An eight tonne excavator is used to ‘rake’ a one metre deep cut down the face of the stack each day. A 12 t wheeled loader then loads the silage into a twin screw vertical mixer wagon, along with the other ingredients.

“Keeping the face clean helps to reduce spoilage, which gives us more dry matter to feed,” Greg says. “If you work upwards, you can create seams that allow oxygen to penetrate the stack, causing spoilage.”

With silage on the menu for less than three months, Greg is yet to crunch the numbers but he has seen a noticeable improvement in livestock performance. “We are getting higher feed intake, higher conversion rates and faster growth rates, which reduces our cost of gain and that’s what keeps our customers coming back,” he says.

“To us, silage is about delivering a highly digestible and palatable fibre source rather than protein or energy. One of its big advantages is the reduced need for hay or straw – everyone hates grinding hay.

“We’re saving at least 10 minutes each load because we don’t have to chop the hay to the correct length. Also, we don’t need to add as much water because the silage is already moist. Visually, the new ration holds together much better.”

Greg expects the decision to incorporate silage into the ration will significantly boost the feedlot’s bottom line. “Silage protects us against feed shortages, high prices or variable quality,” he says.

“Last year, we spent more than $200,000 on hay. By comparison, we spent about $50,000 growing a wheat crop and then $60,000 harvesting it for silage, so from a cost point of view, it’s a no-brainer.

“More importantly, we have locked in our feed price and supply for the next 12 months. Now that we have the confidence, we will produce even more silage in those years where we can and try to put 4000 tonnes into storage, which will be sufficient to keep us going for two years.”

Technical Services Manager, David Lewis, says Royal Oak Beef followed the modern ‘silage roadmap’. “This operation was carefully planned from the outset in terms of feed requirements, crop management and storage requirements,” he says.

“The crop was managed and inspected throughout the season, it was harvested by experienced contactors using modern equipment, and it was ensiled and stored using the latest inoculant and sealing technology.

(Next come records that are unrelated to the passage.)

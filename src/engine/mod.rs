// 8.0: engine front. ticker trading, perp open/close, liquidations and the
// sweep entry point. each mutating op is one optimistic ledger transaction;
// oracle reads happen before the transaction starts.

mod accounts;
mod config;
mod core;
mod liquidations;
mod positions;
mod results;
mod trading;

pub use config::EngineConfig;
pub use core::Engine;
pub use positions::{build_preview, OpenPositionRequest};
pub use results::{
    BalanceResult, BuyResult, CloseResult, CreateResult, EngineError, LiquidationResult, OpenResult, PositionPreview,
    SellResult,
};
pub use trading::CreateTickerRequest;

“The bottom line is that Royal Oak Beef is feeding a home-grown source of clean, hygienic feed to cattle that are healthy and performing well. The operators have achieved control over their costs and secured their feed supply.”

Greg says silage can be utilised by any beef producer. “If we can do this, anyone can,” he says. “About the only proviso is that your feeding requirements are sufficient to make it worthwhile using a contractor – I’d say the starting point is about 500 to 1000 tonnes, and that means you have to have the cattle to put in front of it.

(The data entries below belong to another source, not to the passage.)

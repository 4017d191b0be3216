//! Versioned document ledger with optimistic transactions.
//!
//! Every record is a JSON document carrying a version that bumps on each
//! write. A [`Txn`] remembers the version of everything it reads and stages
//! [`Effect`]s; the resulting [`ChangeSet`] is applied by the store in one
//! step only if none of those versions moved. [`run_transaction`] retries
//! the whole body on conflict under an explicit [`RetryPolicy`].

mod error;
mod memory;
mod record;
mod txn;

pub use error::{DecodeError, StoreError, TxnError};
pub use memory::MemoryLedger;
pub use record::{load, load_all, Record, RecordKey};
pub use txn::{run_transaction, Committed, RetryPolicy, Txn};

use crate::stats::StatsDelta;
use crate::types::{AccountId, TickerId};
use serde_json::Value;

#[derive(Debug, Clone, PartialEq)]
pub struct Versioned {
    pub version: u64,
    pub doc: Value,
}

#[derive(Debug, Clone, PartialEq)]
pub enum Effect {
    Put { key: RecordKey, doc: Value },
    Delete(RecordKey),
    MergeStats(StatsDelta),
}

/// Everything a transaction read (with the version it saw, `None` for a
/// missing record) and everything it wants to write.
#[derive(Debug, Clone, Default)]
pub struct ChangeSet {
    pub reads: Vec<(RecordKey, Option<u64>)>,
    pub effects: Vec<Effect>,
}

impl ChangeSet {
    pub fn is_read_only(&self) -> bool {
        self.effects.is_empty()
    }
}

/// Storage port. Reads are point-in-time; `commit` is all-or-nothing.
pub trait LedgerStore: Send + Sync {
    fn get(&self, key: &RecordKey) -> Result<Option<Versioned>, StoreError>;

    /// Holding records for one (account, ticker) pair.
    fn holdings_for(&self, account: AccountId, ticker: TickerId) -> Result<Vec<(RecordKey, Versioned)>, StoreError>;

    /// Every position whose status is open, across all accounts.
    fn open_positions(&self) -> Result<Vec<(RecordKey, Versioned)>, StoreError>;

    fn positions_for(&self, account: AccountId) -> Result<Vec<(RecordKey, Versioned)>, StoreError>;

    fn activities_for(&self, account: AccountId) -> Result<Vec<(RecordKey, Versioned)>, StoreError>;

    fn commit(&self, changes: ChangeSet) -> Result<(), StoreError>;
}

Royal Oak Beef has about 2500 cattle on feed at any one time. “We occasionally put in our own cattle but we are predominantly focussed on custom feeding,” Greg says.

“Our goal is to work closely with five to 10 loyal clients from Queensland, NSW and Victoria. West Wyalong is a great place to feed cattle. We have feed all around us and there are 10 major saleyards and five processors within five hours.”

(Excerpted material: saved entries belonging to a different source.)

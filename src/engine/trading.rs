//! Ticker trading along the bonding curve.
//!
//! Each op reads the ticker inside its transaction and prices against that
//! fresh curve, so `k` always comes from the version being committed over.

use super::core::{require_account, Engine};
use super::results::{BuyResult, CreateResult, EngineError, SellResult};
use crate::account::{consolidate_buy, draw_down};
use crate::curve::{self, BuyQuote, CurveState, SellQuote};
use crate::events::{Activity, ActivityDetail, ActivityKind, TickerTrade};
use crate::ledger::{RecordKey, Txn};
use crate::stats::StatsDelta;
use crate::ticker::Ticker;
use crate::types::{AccountId, Quote, TickerId};
use rust_decimal::Decimal;
use serde::{Deserialize, Serialize};
use tracing::info;

#[derive(Debug, Clone, Serialize, Deserialize)]
pub struct CreateTickerRequest {
    pub name: String,
    pub symbol: String,
    pub icon: Option<String>,
    pub initial_market_cap: Decimal,
    pub initial_supply: Decimal,
    /// Ledger-currency amount to buy at the fresh curve, fee inclusive.
    #[serde(default)]
    pub initial_buy: Option<Decimal>,
}

fn require_ticker(txn: &mut Txn<'_>, ticker_id: TickerId) -> Result<Ticker, EngineError> {
    txn.get(RecordKey::Ticker(ticker_id))?
        .ok_or(EngineError::TickerNotFound(ticker_id))
}

fn trade_detail(ticker: &Ticker, token_amount: Decimal, price_per_token: Decimal) -> ActivityDetail {
    ActivityDetail::Ticker(TickerTrade {
        ticker_id: ticker.id,
        ticker_name: ticker.name.clone(),
        ticker_symbol: ticker.symbol.clone(),
        ticker_icon: ticker.icon.clone(),
        token_amount,
        price_per_token,
    })
}

impl Engine {
    pub async fn buy(&self, caller: AccountId, ticker_id: TickerId, ngn_amount: Decimal) -> Result<BuyResult, EngineError> {
        if ngn_amount <= Decimal::ZERO {
            return Err(curve::CurveError::InvalidAmount(ngn_amount).into());
        }
        let params = &self.config.curve;
        let bucket = self.fee_bucket(caller);
        let now = self.time();

        let (result, attempts) = self
            .transact("buy", |txn| {
                let mut account = require_account(txn, caller)?;
                let mut ticker = require_ticker(txn, ticker_id)?;

                let quote = curve::quote_buy(&ticker.curve(), ngn_amount, params)?;
                account.debit(quote.ngn_amount)?;
                ticker.apply_trade(quote.after, quote.ngn_amount, now, params)?;

                let holdings = txn.holdings(caller, ticker_id)?;
                let merged = consolidate_buy(holdings, caller, ticker_id, quote.tokens_out, quote.avg_price, now);
                for dup in &merged.merged_away {
                    txn.delete(RecordKey::Holding(caller, ticker_id, *dup));
                }

                txn.put(&merged.primary)?;
                txn.put(&account)?;
                txn.put(&ticker)?;
                txn.merge_stats(StatsDelta::fee(quote.fee, bucket));
                txn.put(&Activity::new(
                    caller,
                    ActivityKind::Buy,
                    now,
                    quote.ngn_for_curve,
                    quote.fee,
                    trade_detail(&ticker, quote.tokens_out, quote.avg_price),
                ))?;

                Ok(BuyResult {
                    ticker_id,
                    tokens_out: quote.tokens_out,
                    fee: quote.fee,
                    price_per_token: quote.avg_price,
                    new_price: quote.price_after,
                    new_balance: account.balance,
                    attempts: 0,
                })
            })
            .await?;

        info!(
            account = %caller,
            ticker = %ticker_id,
            amount = %ngn_amount,
            tokens = %result.tokens_out,
            price = %result.new_price,
            "buy"
        );
        Ok(BuyResult { attempts, ..result })
    }

    pub async fn sell(&self, caller: AccountId, ticker_id: TickerId, token_amount: Decimal) -> Result<SellResult, EngineError> {
        if token_amount <= Decimal::ZERO {
            return Err(curve::CurveError::InvalidAmount(token_amount).into());
        }
        let params = &self.config.curve;
        let bucket = self.fee_bucket(caller);
        let now = self.time();

        let (result, attempts) = self
            .transact("sell", |txn| {
                let mut account = require_account(txn, caller)?;
                let mut ticker = require_ticker(txn, ticker_id)?;
                let holdings = txn.holdings(caller, ticker_id)?;

                let held: Decimal = holdings.iter().map(|h| h.amount).sum();
                let drawdown = draw_down(holdings, token_amount, params.dust_threshold, now)?;
                let sold = token_amount.min(held);

                let quote = curve::quote_sell(&ticker.curve(), sold, params)?;
                account.credit(quote.ngn_to_user)?;
                ticker.apply_trade(quote.after, quote.ngn_before_fee, now, params)?;

                for holding in &drawdown.updated {
                    txn.put(holding)?;
                }
                for id in &drawdown.removed {
                    txn.delete(RecordKey::Holding(caller, ticker_id, *id));
                }
                txn.put(&account)?;
                txn.put(&ticker)?;
                txn.merge_stats(StatsDelta::fee(quote.fee, bucket));

                let unit_price = quote
                    .ngn_before_fee
                    .value()
                    .checked_div(sold)
                    .ok_or(curve::CurveError::PricingCorruption("unit_price"))?;
                txn.put(&Activity::new(
                    caller,
                    ActivityKind::Sell,
                    now,
                    quote.ngn_to_user,
                    quote.fee,
                    trade_detail(&ticker, sold, unit_price),
                ))?;

                Ok(SellResult {
                    ticker_id,
                    tokens_sold: sold,
                    proceeds: quote.ngn_to_user,
                    fee: quote.fee,
                    new_price: quote.price_after,
                    new_balance: account.balance,
                    attempts: 0,
                })
            })
            .await?;

        info!(
            account = %caller,
            ticker = %ticker_id,
            tokens = %result.tokens_sold,
            proceeds = %result.proceeds,
            price = %result.new_price,
            "sell"
        );
        Ok(SellResult { attempts, ..result })
    }

    /// Lists a new ticker, charging the tiered creation fee and optionally
    /// buying into the fresh curve in the same transaction.
    pub async fn create_ticker(&self, caller: AccountId, request: CreateTickerRequest) -> Result<CreateResult, EngineError> {
        let name = request.name.trim().to_string();
        let symbol = request.symbol.trim().to_uppercase();
        if name.is_empty() || symbol.is_empty() {
            return Err(EngineError::InvalidInput("ticker name and symbol are required".to_string()));
        }
        let initial_buy = match request.initial_buy {
            Some(amount) if amount < Decimal::ZERO => {
                return Err(curve::CurveError::InvalidAmount(amount).into());
            }
            Some(amount) if amount > Decimal::ZERO => Some(amount),
            _ => None,
        };

        let params = &self.config.curve;
        let opening = CurveState::new(request.initial_market_cap, request.initial_supply)?;
        let creation_fee = curve::creation_fee(Quote::new(request.initial_market_cap), params);
        let opening_buy = initial_buy
            .map(|amount| curve::quote_buy(&opening, amount, params))
            .transpose()?;
        let buy_cost = opening_buy.as_ref().map(|q| q.ngn_amount).unwrap_or_else(Quote::zero);
        let buy_fee = opening_buy.as_ref().map(|q| q.fee).unwrap_or_else(Quote::zero);
        let total_cost = creation_fee
            .checked_add(buy_cost)
            .ok_or(curve::CurveError::PricingCorruption("creation_cost"))?;
        let total_fee = creation_fee
            .checked_add(buy_fee)
            .ok_or(curve::CurveError::PricingCorruption("creation_fees"))?;

        let bucket = self.fee_bucket(caller);
        let ticker_id = TickerId::generate();
        let now = self.time();

        let (result, _) = self
            .transact("create_ticker", |txn| {
                let mut account = require_account(txn, caller)?;
                account.debit(total_cost)?;

                let mut ticker = Ticker::new(
                    ticker_id,
                    name.clone(),
                    symbol.clone(),
                    request.icon.clone(),
                    caller,
                    opening,
                    now,
                )?;
                // the id is fresh, but reading it makes a concurrent writer visible
                if txn.get::<Ticker>(RecordKey::Ticker(ticker_id))?.is_some() {
                    return Err(EngineError::InvalidInput(format!("ticker {} already exists", ticker_id)));
                }

                let (tokens_out, unit_price, net) = match &opening_buy {
                    Some(quote) => {
                        ticker.apply_trade(quote.after, quote.ngn_amount, now, params)?;
                        let merged = consolidate_buy(Vec::new(), caller, ticker_id, quote.tokens_out, quote.avg_price, now);
                        txn.put(&merged.primary)?;
                        (quote.tokens_out, quote.avg_price, quote.ngn_for_curve)
                    }
                    None => (Decimal::ZERO, ticker.price, Quote::zero()),
                };

                txn.put(&ticker)?;
                txn.put(&account)?;
                txn.merge_stats(StatsDelta::fee(creation_fee, bucket));
                if opening_buy.is_some() {
                    txn.merge_stats(StatsDelta::fee(buy_fee, bucket));
                }
                txn.put(&Activity::new(
                    caller,
                    ActivityKind::Create,
                    now,
                    net,
                    total_fee,
                    trade_detail(&ticker, tokens_out, unit_price),
                ))?;

                Ok(CreateResult {
                    ticker_id,
                    creation_fee,
                    tokens_out,
                    price: ticker.price,
                    new_balance: account.balance,
                })
            })
            .await?;

        info!(
            account = %caller,
            ticker = %ticker_id,
            symbol = %symbol,
            fee = %creation_fee,
            tokens = %result.tokens_out,
            "ticker created"
        );
        Ok(result)
    }

    /// Prices a buy against the stored curve without writing anything.
    pub fn quote_buy(&self, ticker_id: TickerId, ngn_amount: Decimal) -> Result<BuyQuote, EngineError> {
        let ticker = self.get_ticker(ticker_id)?.ok_or(EngineError::TickerNotFound(ticker_id))?;
        Ok(curve::quote_buy(&ticker.curve(), ngn_amount, &self.config.curve)?)
    }

    /// Prices a sale against the stored curve without writing anything.
    pub fn quote_sell(&self, ticker_id: TickerId, token_amount: Decimal) -> Result<SellQuote, EngineError> {
        let ticker = self.get_ticker(ticker_id)?.ok_or(EngineError::TickerNotFound(ticker_id))?;
        Ok(curve::quote_sell(&ticker.curve(), token_amount, &self.config.curve)?)
    }

    /// What `amount` tokens would fetch if sold now, after fees.
    pub fn holding_value(&self, ticker_id: TickerId, amount: Decimal) -> Result<Quote, EngineError> {
        if amount <= Decimal::ZERO {
            return Ok(Quote::zero());
        }
        Ok(self.quote_sell(ticker_id, amount)?.ngn_to_user)
    }
}

#[cfg(test)]
mod tests {
    use super::*;
    use crate::engine::EngineConfig;
    use crate::ledger::MemoryLedger;
    use crate::price_feed::MockPriceFeed;
    use rust_decimal_macros::dec;
    use std::sync::Arc;

    async fn engine_with_ticker() -> (Engine, TickerId) {
        let engine = Engine::new(
            EngineConfig::default(),
            Arc::new(MemoryLedger::new()),
            Arc::new(MockPriceFeed::new(dec!(1500))),
        );
        engine.deposit(AccountId(2), dec!(1_000_000)).await.unwrap();
        let created = engine
            .create_ticker(
                AccountId(2),
                CreateTickerRequest {
                    name: "Naira Moon".to_string(),
                    symbol: "nmoon".to_string(),
                    icon: None,
                    initial_market_cap: dec!(100_000),
                    initial_supply: dec!(1_000_000_000),
                    initial_buy: None,
                },
            )
            .await
            .unwrap();
        (engine, created.ticker_id)
    }

    #[tokio::test]
    async fn create_without_buy_only_charges_fee() {
        let (engine, ticker_id) = engine_with_ticker().await;

        let account = engine.get_account(AccountId(2)).unwrap().unwrap();
        assert_eq!(account.balance.value(), dec!(999_000));

        let ticker = engine.get_ticker(ticker_id).unwrap().unwrap();
        assert_eq!(ticker.symbol, "NMOON");
        assert_eq!(ticker.chart_data.len(), 1);
        assert!(engine.holdings(AccountId(2), ticker_id).unwrap().is_empty());
    }

    #[tokio::test]
    async fn buy_then_sell_everything() {
        let (engine, ticker_id) = engine_with_ticker().await;

        let bought = engine.buy(AccountId(2), ticker_id, dec!(10_000)).await.unwrap();
        assert_eq!(bought.fee.value(), dec!(20));

        let sold = engine.sell(AccountId(2), ticker_id, bought.tokens_out).await.unwrap();
        assert!(sold.proceeds.value() < dec!(10_000));
        assert!(engine.holdings(AccountId(2), ticker_id).unwrap().is_empty());

        let ticker = engine.get_ticker(ticker_id).unwrap().unwrap();
        assert_eq!(ticker.chart_data.len(), 3);
    }

    #[tokio::test]
    async fn quotes_do_not_write() {
        let (engine, ticker_id) = engine_with_ticker().await;
        let before = engine.get_ticker(ticker_id).unwrap().unwrap();

        let quote = engine.quote_buy(ticker_id, dec!(5000)).unwrap();
        assert!(quote.tokens_out > Decimal::ZERO);
        assert_eq!(engine.get_ticker(ticker_id).unwrap().unwrap(), before);
        assert_eq!(engine.holding_value(ticker_id, Decimal::ZERO).unwrap(), Quote::zero());
    }

    #[tokio::test]
    async fn unknown_ticker() {
        let (engine, _) = engine_with_ticker().await;
        let missing = TickerId::generate();
        assert!(matches!(
            engine.buy(AccountId(2), missing, dec!(10)).await,
            Err(EngineError::TickerNotFound(_))
        ));
    }
}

Soaring prices for feeder steers over the past 12 months means the team has looked to other opportunities, including feeding Holstein steers for 200 days and purchasing younger cattle. “Backgrounding has become an integral part of our operation to keep the feedlot full,” Greg says.

“By backgrounding them on silage, we can get them to entry weights sooner and in more consistent condition, and they are already pre-conditioned to the feedlot ration.”